§ **Exercise prompt**: From the listing below, extract every line in which the word "impl" appears.

§ **Task data**:

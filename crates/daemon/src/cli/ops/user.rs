use clap::{Args, Subcommand};

use common::prelude::UserProfile;
use dataroom_daemon::http_server::api::client::ApiError;
use dataroom_daemon::http_server::api::v0::auth::{LoginRequest, SignupRequest, UserRequest};

use crate::cli::op::{Op, OpContext};

crate::command_enum! {
    (Signup, SignupRequest),
    (Login, LoginRequest),
    (Show, UserRequest),
}

pub type UserCommand = Command;

#[derive(Args, Debug, Clone)]
pub struct User {
    #[command(subcommand)]
    pub command: UserCommand,
}

#[async_trait::async_trait]
impl Op for User {
    type Error = OpError;
    type Output = OpOutput;

    async fn execute(&self, ctx: &OpContext) -> Result<Self::Output, Self::Error> {
        self.command.execute(ctx).await
    }
}

#[derive(Debug, thiserror::Error)]
pub enum UserOpError {
    #[error("API error: {0}")]
    Api(#[from] ApiError),
}

fn describe(profile: &UserProfile) -> String {
    format!(
        "{} <{}>\n  id:     {}\n  joined: {}",
        profile.full_name,
        profile.email,
        profile.id,
        profile.created_at.date()
    )
}

#[async_trait::async_trait]
impl Op for SignupRequest {
    type Error = UserOpError;
    type Output = String;

    async fn execute(&self, ctx: &OpContext) -> Result<Self::Output, Self::Error> {
        let mut client = ctx.client.clone();
        let profile = client.call(self.clone()).await?;
        Ok(format!(
            "Signed up {}\n\nexport DATAROOM_USER={}",
            describe(&profile),
            profile.id
        ))
    }
}

#[async_trait::async_trait]
impl Op for LoginRequest {
    type Error = UserOpError;
    type Output = String;

    async fn execute(&self, ctx: &OpContext) -> Result<Self::Output, Self::Error> {
        let mut client = ctx.client.clone();
        let profile = client.call(self.clone()).await?;
        Ok(format!(
            "Logged in as {}\n\nexport DATAROOM_USER={}",
            describe(&profile),
            profile.id
        ))
    }
}

#[async_trait::async_trait]
impl Op for UserRequest {
    type Error = UserOpError;
    type Output = String;

    async fn execute(&self, ctx: &OpContext) -> Result<Self::Output, Self::Error> {
        let mut client = ctx.client.clone();
        let response = client.call(self.clone()).await?;
        Ok(match response.user {
            Some(profile) => describe(&profile),
            None => format!("No user with id {}", self.user_id),
        })
    }
}
pub mod utils;

use std::net::SocketAddr;
use std::str::FromStr;
use std::time::Duration;

use futures::future::join_all;
use tokio::sync::watch;
use tokio::time::timeout;
use tracing_subscriber::layer::SubscriberExt;
use tracing_subscriber::util::SubscriberInitExt;
use tracing_subscriber::{EnvFilter, Layer};

const FINAL_SHUTDOWN_TIMEOUT: Duration = Duration::from_secs(30);

use crate::http_server;
use crate::{ServiceConfig, ServiceState};

/// Handle for gracefully shutting down the daemon service.
pub struct ShutdownHandle {
    graceful_waiter: tokio::task::JoinHandle<()>,
    handles: Vec<tokio::task::JoinHandle<()>>,
    shutdown_tx: watch::Sender<()>,
}

impl ShutdownHandle {
    /// Block until the service shuts down (via signal or explicit shutdown).
    pub async fn wait(self) {
        shutdown_and_join(self.graceful_waiter, self.handles).await;
    }

    /// Trigger shutdown programmatically.
    pub fn shutdown(&self) {
        let _ = self.shutdown_tx.send(());
    }
}

/// Initialize logging, panic handler, and build info reporting.
/// Returns guards that must be kept alive for the duration of the program.
fn init_logging(
    service_config: &ServiceConfig,
) -> Vec<tracing_appender::non_blocking::WorkerGuard> {
    use tracing_subscriber::fmt::format::FmtSpan;

    let mut guards = Vec::new();

    // Stdout layer
    let (stdout_writer, stdout_guard) = tracing_appender::non_blocking(std::io::stdout());
    guards.push(stdout_guard);

    let stdout_env_filter = EnvFilter::builder()
        .with_default_directive(service_config.log_level.into())
        .from_env_lossy();

    let stdout_layer = tracing_subscriber::fmt::layer()
        .compact()
        .with_writer(stdout_writer)
        .with_filter(stdout_env_filter);

    // File layer (if log_dir is set)
    if let Some(log_dir) = &service_config.log_dir {
        if let Err(e) = std::fs::create_dir_all(log_dir) {
            eprintln!(
                "Warning: Failed to create log directory {:?}: {}",
                log_dir, e
            );
        }

        let file_appender = tracing_appender::rolling::daily(log_dir, "dataroom.log");
        let (file_writer, file_guard) = tracing_appender::non_blocking(file_appender);
        guards.push(file_guard);

        let file_env_filter = EnvFilter::builder()
            .with_default_directive(service_config.log_level.into())
            .from_env_lossy();

        let file_layer = tracing_subscriber::fmt::layer()
            .with_writer(file_writer)
            .with_ansi(false)
            .with_span_events(FmtSpan::CLOSE)
            .with_filter(file_env_filter);

        tracing_subscriber::registry()
            .with(stdout_layer)
            .with(file_layer)
            .init();
    } else {
        tracing_subscriber::registry().with(stdout_layer).init();
    }

    utils::register_panic_logger();
    utils::report_build_info();

    guards
}

/// Create service state from config, exiting on error.
async fn create_state(service_config: &ServiceConfig) -> ServiceState {
    match ServiceState::from_config(service_config).await {
        Ok(state) => state,
        Err(e) => {
            tracing::error!("error creating server state: {}", e);
            std::process::exit(3);
        }
    }
}

/// Wait for shutdown and join all handles with timeout.
async fn shutdown_and_join(
    graceful_waiter: tokio::task::JoinHandle<()>,
    handles: Vec<tokio::task::JoinHandle<()>>,
) {
    let _ = graceful_waiter.await;

    if timeout(FINAL_SHUTDOWN_TIMEOUT, join_all(handles))
        .await
        .is_err()
    {
        tracing::error!(
            "Failed to shut down within {} seconds",
            FINAL_SHUTDOWN_TIMEOUT.as_secs()
        );
        std::process::exit(4);
    }
}

/// Create state and spawn the API server, returning the state handle.
///
/// The returned `ShutdownHandle` must be kept alive; dropping it does not stop the service.
pub async fn start_service(service_config: &ServiceConfig) -> (ServiceState, ShutdownHandle) {
    let (graceful_waiter, shutdown_tx, shutdown_rx) = utils::graceful_shutdown_blocker();
    let state = create_state(service_config).await;

    let mut handles = Vec::new();

    let api_port = service_config.api_port;
    let api_addr = SocketAddr::from_str(&format!("0.0.0.0:{}", api_port))
        .expect("Failed to parse API listen address");
    let api_state = state.clone();
    let api_config = http_server::Config::new(api_addr, service_config.public_url.clone());
    let api_rx = shutdown_rx.clone();
    let api_handle = tokio::spawn(async move {
        if let Err(e) = http_server::run_api(api_config, api_state, api_rx).await {
            tracing::error!("API server error: {}", e);
        }
    });
    handles.push(api_handle);

    tracing::info!("Running: API on port {}", api_port);

    let handle = ShutdownHandle {
        graceful_waiter,
        handles,
        shutdown_tx,
    };

    (state, handle)
}

/// Spawns the daemon service and blocks until a shutdown signal is received.
pub async fn spawn_service(service_config: &ServiceConfig) {
    let _guards = init_logging(service_config);
    let (_, handle) = start_service(service_config).await;
    handle.wait().await;
}
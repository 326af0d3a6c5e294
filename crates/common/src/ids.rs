use std::fmt;
use std::str::FromStr;

use serde::{Deserialize, Serialize};
use uuid::Uuid;

macro_rules! entity_id {
    ($(#[$meta:meta])* $name:ident) => {
        $(#[$meta])*
        #[derive(Clone, Copy, Debug, PartialEq, Eq, Hash, PartialOrd, Ord, Serialize, Deserialize)]
        #[serde(transparent)]
        pub struct $name(Uuid);

        impl $name {
            /// Mint a fresh random id.
            pub fn new() -> Self {
                Self(Uuid::new_v4())
            }

            pub fn as_uuid(&self) -> &Uuid {
                &self.0
            }
        }

        impl Default for $name {
            fn default() -> Self {
                Self::new()
            }
        }

        impl From<Uuid> for $name {
            fn from(uuid: Uuid) -> Self {
                Self(uuid)
            }
        }

        impl From<$name> for Uuid {
            fn from(id: $name) -> Self {
                id.0
            }
        }

        impl FromStr for $name {
            type Err = uuid::Error;

            fn from_str(s: &str) -> Result<Self, Self::Err> {
                Uuid::parse_str(s).map(Self)
            }
        }

        impl fmt::Display for $name {
            fn fmt(&self, f: &mut fmt::Formatter<'_>) -> fmt::Result {
                write!(f, "{}", self.0)
            }
        }
    };
}

entity_id!(
    /// A registered user.
    UserId
);
entity_id!(
    /// A dataroom, the top-level container.
    DataroomId
);
entity_id!(
    /// A folder within a dataroom.
    FolderId
);
entity_id!(
    /// A file record within a dataroom.
    FileId
);
entity_id!(
    /// An access grant, the (dataroom, email, role) record.
    GrantId
);
entity_id!(
    /// Opaque handle for a blob held by the object store.
    StorageRef
);

#[cfg(test)]
mod tests {
    use super::*;

    #[test]
    fn test_parse_and_display() {
        let id = FolderId::new();
        let parsed: FolderId = id.to_string().parse().unwrap();
        assert_eq!(parsed, id);
        assert!("not-a-uuid".parse::<FolderId>().is_err());
    }

    #[test]
    fn test_serializes_as_bare_uuid() {
        let uuid = Uuid::new_v4();
        let id = DataroomId::from(uuid);
        let json = serde_json::to_string(&id).unwrap();
        assert_eq!(json, format!("\"{}\"", uuid));
    }
}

§ **Final answer**:
impl Op for User {
impl Op for SignupRequest {
impl Op for LoginRequest {
impl Op for UserRequest {
impl ShutdownHandle {
        impl $name {
        impl Default for $name {
        impl From<Uuid> for $name {
        impl From<$name> for Uuid {
        impl FromStr for $name {
        impl fmt::Display for $name {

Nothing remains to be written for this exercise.